**What you will do:** Please set down every record exactly as it appears below.

(Dataset entries)
::::::::::

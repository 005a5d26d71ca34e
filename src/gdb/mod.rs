//! Debugger child-process plumbing.
//!
//! - [`spawner`] launches the debugger with a fixed invocation and a single
//!   merged stdout+stderr pipe.
//! - [`framer`] writes one command and reconstructs its output from the
//!   byte stream, using the prompt sentinel and a wall-clock budget as the
//!   framing boundary.
//! - [`session`] owns the child and its pipes and drives the lifecycle
//!   state machine.

pub mod framer;
pub mod session;
pub mod spawner;
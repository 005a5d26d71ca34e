//! Shared utilities for MCP tool handlers.

use rmcp::model::{CallToolResult, Content};
use serde::de::DeserializeOwned;

use crate::mcp::handler::AppState;
use crate::models::policy::AdmissionPolicy;
use crate::policy::gate::Rejection;
use crate::SessionError;

/// Wrap plain text as a successful tool result.
#[must_use]
pub fn text_result(text: String) -> CallToolResult {
    CallToolResult::success(vec![Content::text(text)])
}

/// Deserialize tool arguments into `T`, treating absent arguments as `{}`.
///
/// # Errors
///
/// Returns `rmcp::ErrorData::invalid_params` if the arguments do not match.
pub fn parse_args<T: DeserializeOwned>(
    tool: &str,
    arguments: Option<serde_json::Map<String, serde_json::Value>>,
) -> Result<T, rmcp::ErrorData> {
    let args = arguments.unwrap_or_default();
    serde_json::from_value(serde_json::Value::Object(args)).map_err(|err| {
        rmcp::ErrorData::invalid_params(format!("invalid {tool} parameters: {err}"), None)
    })
}

/// Render a gate rejection for the caller.
///
/// A non-whitelisted command also lists what is accepted.
#[must_use]
pub fn rejection_text(rejection: &Rejection, policy: &AdmissionPolicy) -> String {
    match rejection {
        Rejection::NotWhitelisted(_) => {
            let available: Vec<&str> = policy.admitted_tokens.iter().map(String::as_str).collect();
            format!(
                "Error: {rejection}. Available commands: {}",
                available.join(", ")
            )
        }
        _ => format!("Error: {rejection}"),
    }
}

/// Render a session failure for the caller.
#[must_use]
pub fn session_error_text(err: &SessionError) -> String {
    match err {
        SessionError::Transport(_) => format!("Command execution failed: {err}"),
        _ => format!("Error: {err}"),
    }
}

/// Run `command` on the shared session and render its output.
///
/// # Errors
///
/// Returns the session failure unrendered; see [`session_error_text`].
pub async fn run_command(state: &AppState, command: &str) -> Result<String, SessionError> {
    let mut session = state.session.lock().await;
    let result = session.execute(command).await?;
    Ok(result.render(command))
}

/// Run `command` on the shared session and render the outcome as text.
pub async fn execute_command(state: &AppState, command: &str) -> String {
    run_command(state, command)
        .await
        .unwrap_or_else(|err| session_error_text(&err))
}
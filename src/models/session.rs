//! Debugger session lifecycle model.

use std::fmt::{Display, Formatter};

/// Connection status of the single debugger session.
#[derive(Debug, Clone, Copy, PartialEq, Eq, Default)]
pub enum SessionStatus {
    /// No child process exists.
    #[default]
    Disconnected,
    /// Child spawned; startup banner is being absorbed.
    Starting,
    /// Prompt absorbed; commands may be issued.
    Ready,
    /// Termination requested; handle is being released.
    Terminating,
}

impl SessionStatus {
    /// Determine whether a lifecycle transition is permitted.
    ///
    /// Every live state may fall back to `Disconnected` when the child
    /// exits unexpectedly.
    #[must_use]
    pub fn can_transition_to(self, next: SessionStatus) -> bool {
        matches!(
            (self, next),
            (SessionStatus::Disconnected, SessionStatus::Starting)
                | (
                    SessionStatus::Starting,
                    SessionStatus::Ready | SessionStatus::Disconnected
                )
                | (
                    SessionStatus::Ready,
                    SessionStatus::Terminating | SessionStatus::Disconnected
                )
                | (SessionStatus::Terminating, SessionStatus::Disconnected)
        )
    }

    /// Lowercase label used in status reports and logs.
    #[must_use]
    pub fn as_str(self) -> &'static str {
        match self {
            Self::Disconnected => "disconnected",
            Self::Starting => "starting",
            Self::Ready => "ready",
            Self::Terminating => "terminating",
        }
    }
}

impl Display for SessionStatus {
    fn fmt(&self, f: &mut Formatter<'_>) -> std::fmt::Result {
        f.write_str(self.as_str())
    }
}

::::::::::

**Answer to this task:**
repository 005a5d26d71ca34e
filename src/gdb/mod.rs
//! Debugger child-process plumbing.
//!
//! - [`spawner`] launches the debugger with a fixed invocation and a single
//!   merged stdout+stderr pipe.
//! - [`framer`] writes one command and reconstructs its output from the
//!   byte stream, using the prompt sentinel and a wall-clock budget as the
//!   framing boundary.
//! - [`session`] owns the child and its pipes and drives the lifecycle
//!   state machine.

pub mod framer;
pub mod session;
pub mod spawner;
repository 005a5d26d71ca34e
//! Shared utilities for MCP tool handlers.

use rmcp::model::{CallToolResult, Content};
use serde::de::DeserializeOwned;

use crate::mcp::handler::AppState;
use crate::models::policy::AdmissionPolicy;
use crate::policy::gate::Rejection;
use crate::SessionError;

/// Wrap plain text as a successful tool result.
#[must_use]
pub fn text_result(text: String) -> CallToolResult {
    CallToolResult::success(vec![Content::text(text)])
}

/// Deserialize tool arguments into `T`, treating absent arguments as `{}`.
///
/// # Errors
///
/// Returns `rmcp::ErrorData::invalid_params` if the arguments do not match.
pub fn parse_args<T: DeserializeOwned>(
    tool: &str,
    arguments: Option<serde_json::Map<String, serde_json::Value>>,
) -> Result<T, rmcp::ErrorData> {
    let args = arguments.unwrap_or_default();
    serde_json::from_value(serde_json::Value::Object(args)).map_err(|err| {
        rmcp::ErrorData::invalid_params(format!("invalid {tool} parameters: {err}"), None)
    })
}

/// Render a gate rejection for the caller.
///
/// A non-whitelisted command also lists what is accepted.
#[must_use]
pub fn rejection_text(rejection: &Rejection, policy: &AdmissionPolicy) -> String {
    match rejection {
        Rejection::NotWhitelisted(_) => {
            let available: Vec<&str> = policy.admitted_tokens.iter().map(String::as_str).collect();
            format!(
                "Error: {rejection}. Available commands: {}",
                available.join(", ")
            )
        }
        _ => format!("Error: {rejection}"),
    }
}

/// Render a session failure for the caller.
#[must_use]
pub fn session_error_text(err: &SessionError) -> String {
    match err {
        SessionError::Transport(_) => format!("Command execution failed: {err}"),
        _ => format!("Error: {err}"),
    }
}

/// Run `command` on the shared session and render its output.
///
/// # Errors
///
/// Returns the session failure unrendered; see [`session_error_text`].
pub async fn run_command(state: &AppState, command: &str) -> Result<String, SessionError> {
    let mut session = state.session.lock().await;
    let result = session.execute(command).await?;
    Ok(result.render(command))
}

/// Run `command` on the shared session and render the outcome as text.
pub async fn execute_command(state: &AppState, command: &str) -> String {
    run_command(state, command)
        .await
        .unwrap_or_else(|err| session_error_text(&err))
}
filename src/models/session.rs
//! Debugger session lifecycle model.

use std::fmt::{Display, Formatter};

/// Connection status of the single debugger session.
#[derive(Debug, Clone, Copy, PartialEq, Eq, Default)]
pub enum SessionStatus {
    /// No child process exists.
    #[default]
    Disconnected,
    /// Child spawned; startup banner is being absorbed.
    Starting,
    /// Prompt absorbed; commands may be issued.
    Ready,
    /// Termination requested; handle is being released.
    Terminating,
}

impl SessionStatus {
    /// Determine whether a lifecycle transition is permitted.
    ///
    /// Every live state may fall back to `Disconnected` when the child
    /// exits unexpectedly.
    #[must_use]
    pub fn can_transition_to(self, next: SessionStatus) -> bool {
        matches!(
            (self, next),
            (SessionStatus::Disconnected, SessionStatus::Starting)
                | (
                    SessionStatus::Starting,
                    SessionStatus::Ready | SessionStatus::Disconnected
                )
                | (
                    SessionStatus::Ready,
                    SessionStatus::Terminating | SessionStatus::Disconnected
                )
                | (SessionStatus::Terminating, SessionStatus::Disconnected)
        )
    }

    /// Lowercase label used in status reports and logs.
    #[must_use]
    pub fn as_str(self) -> &'static str {
        match self {
            Self::Disconnected => "disconnected",
            Self::Starting => "starting",
            Self::Ready => "ready",
            Self::Terminating => "terminating",
        }
    }
}

impl Display for SessionStatus {
    fn fmt(&self, f: &mut Formatter<'_>) -> std::fmt::Result {
        f.write_str(self.as_str())
    }
}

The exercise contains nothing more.